No primeiro semestre de 2026, o PT fará um congresso partidário para definir seu rumo. Discutirá mudanças em seu funcionamento e programa partidário. O congresso será a largada para a campanha à reeleição de Lula. Pelo andar da carruagem, o PT, depois de anos tentando se equilibrar no centro do arco ideológico, fará uma guinada à esquerda, resgatando suas surradas crenças - o velho discurso do “Nós contra Eles”, “Pobres contra Ricos”, como se percebe no verbo de Lula, que volta a vestir o macacão do sindicalista inflamado do final dos anos 70.
Ele acredita que, para disputar a reeleição em 2026, deve reforçar a pauta de esquerda, afastar-se da moderação e voltar a vestir o manto que cobriu o PT nos seus primeiros tempos. Como se sabe, em seus dois mandatos anteriores, Lula soube deixar de lado os velhos dogmas para garantir apoios no Congresso e para fazer os ajustes necessários na economia.

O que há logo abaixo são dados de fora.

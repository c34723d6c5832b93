//! Frozen standardization of the numeric feature row.

use serde::{Deserialize, Serialize};

use crate::error::{Result, SentirError};

/// A frozen per-column standardizer: `z = (x - mean) / std`.
///
/// The mean and standard deviation of each column were fixed when the scaler
/// was fitted during training; inference only applies them. The column order
/// of the incoming row must exactly match the order used at fit time — a row
/// of the wrong width is rejected with a dimension mismatch rather than
/// silently reshaped, because that mismatch is this pipeline's dominant
/// real-world failure mode.
///
/// # Examples
///
/// ```
/// use sentir::preprocessing::StandardScaler;
///
/// let scaler = StandardScaler::from_params(vec![30.0, 3.0], vec![10.0, 1.0])
///     .expect("equal-width params");
/// let scaled = scaler.transform_row(&[25.0, 5.0]).expect("width matches");
/// assert!((scaled[0] + 0.5).abs() < 1e-6);
/// assert!((scaled[1] - 2.0).abs() < 1e-6);
/// ```
#[derive(Debug, Clone, Serialize, Deserialize)]
pub struct StandardScaler {
    /// Mean of each feature, fixed at fit time.
    mean: Vec<f32>,
    /// Standard deviation of each feature, fixed at fit time.
    std: Vec<f32>,
}

impl StandardScaler {
    /// Creates a frozen scaler from fitted parameters.
    ///
    /// # Errors
    ///
    /// Returns an error if the mean and std vectors differ in length or are
    /// empty.
    pub fn from_params(mean: Vec<f32>, std: Vec<f32>) -> Result<Self> {
        let scaler = Self { mean, std };
        scaler.validate()?;
        Ok(scaler)
    }

    /// Re-checks the fitted-parameter invariants.
    ///
    /// `from_params` enforces these at construction, but deserialization
    /// bypasses the constructor; artifact loading calls this so a ragged
    /// parameter set fails at load time, never mid-request.
    ///
    /// # Errors
    ///
    /// Returns an error if the mean and std vectors differ in length or are
    /// empty.
    pub fn validate(&self) -> Result<()> {
        if self.mean.len() != self.std.len() {
            return Err(SentirError::dimension_mismatch(
                "std columns",
                self.mean.len(),
                self.std.len(),
            ));
        }
        if self.mean.is_empty() {
            return Err(SentirError::Other(
                "scaler must have at least one column".to_string(),
            ));
        }
        Ok(())
    }

    /// Returns the fitted column count.
    #[must_use]
    pub fn n_features(&self) -> usize {
        self.mean.len()
    }

    /// Returns the fitted means.
    #[must_use]
    pub fn mean(&self) -> &[f32] {
        &self.mean
    }

    /// Returns the fitted standard deviations.
    #[must_use]
    pub fn std(&self) -> &[f32] {
        &self.std
    }

    /// Standardizes one numeric row using the fitted parameters.
    ///
    /// # Errors
    ///
    /// Returns [`SentirError::DimensionMismatch`] carrying both widths when
    /// the row width differs from the fitted width.
    pub fn transform_row(&self, row: &[f32]) -> Result<Vec<f32>> {
        if row.len() != self.n_features() {
            return Err(SentirError::dimension_mismatch(
                "scaler columns",
                self.n_features(),
                row.len(),
            ));
        }

        Ok(row
            .iter()
            .enumerate()
            .map(|(j, &value)| {
                let centered = value - self.mean[j];
                // Constant columns keep their centered value.
                if self.std[j] > 1e-10 {
                    centered / self.std[j]
                } else {
                    centered
                }
            })
            .collect())
    }
}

Nos últimos anos, o partido sofreu com o desgaste de sua imagem. Escândalos de corrupção e crises econômicas corroeram parte da confiança de setores da classe média e de jovens que cresceram em ambiente de polarização. O desgaste também ocorreu por conta das tensões internas. Enquanto correntes mais à esquerda defendem o retorno às origens combativas, com ênfase em mobilização popular e crítica ao capitalismo financeiro, outros setores advogam moderação, alianças amplas e políticas públicas de consenso, como forma de garantir estabilidade
Apesar de sua divisão, o PT manteve estrutura orgânica e capilaridade invejáveis. É o partido com grande presença municipal, com bancada sólida no Congresso e com uma militância fiel. Essa base, porém, está envelhecendo. O desafio, hoje, está em renovar quadros (escassos no PT) e discursos sem romper o elo com o passado. O que se espera do PT pós-Lula? Um partido de massa, como nos anos 1980? Um ente que desfraldava a bandeira do socialismo? Um movimento progressista híbrido, articulado com redes sociais e causas transnacionais? Ou uma força pragmática de centro-esquerda, voltada à governabilidade e à manutenção do poder?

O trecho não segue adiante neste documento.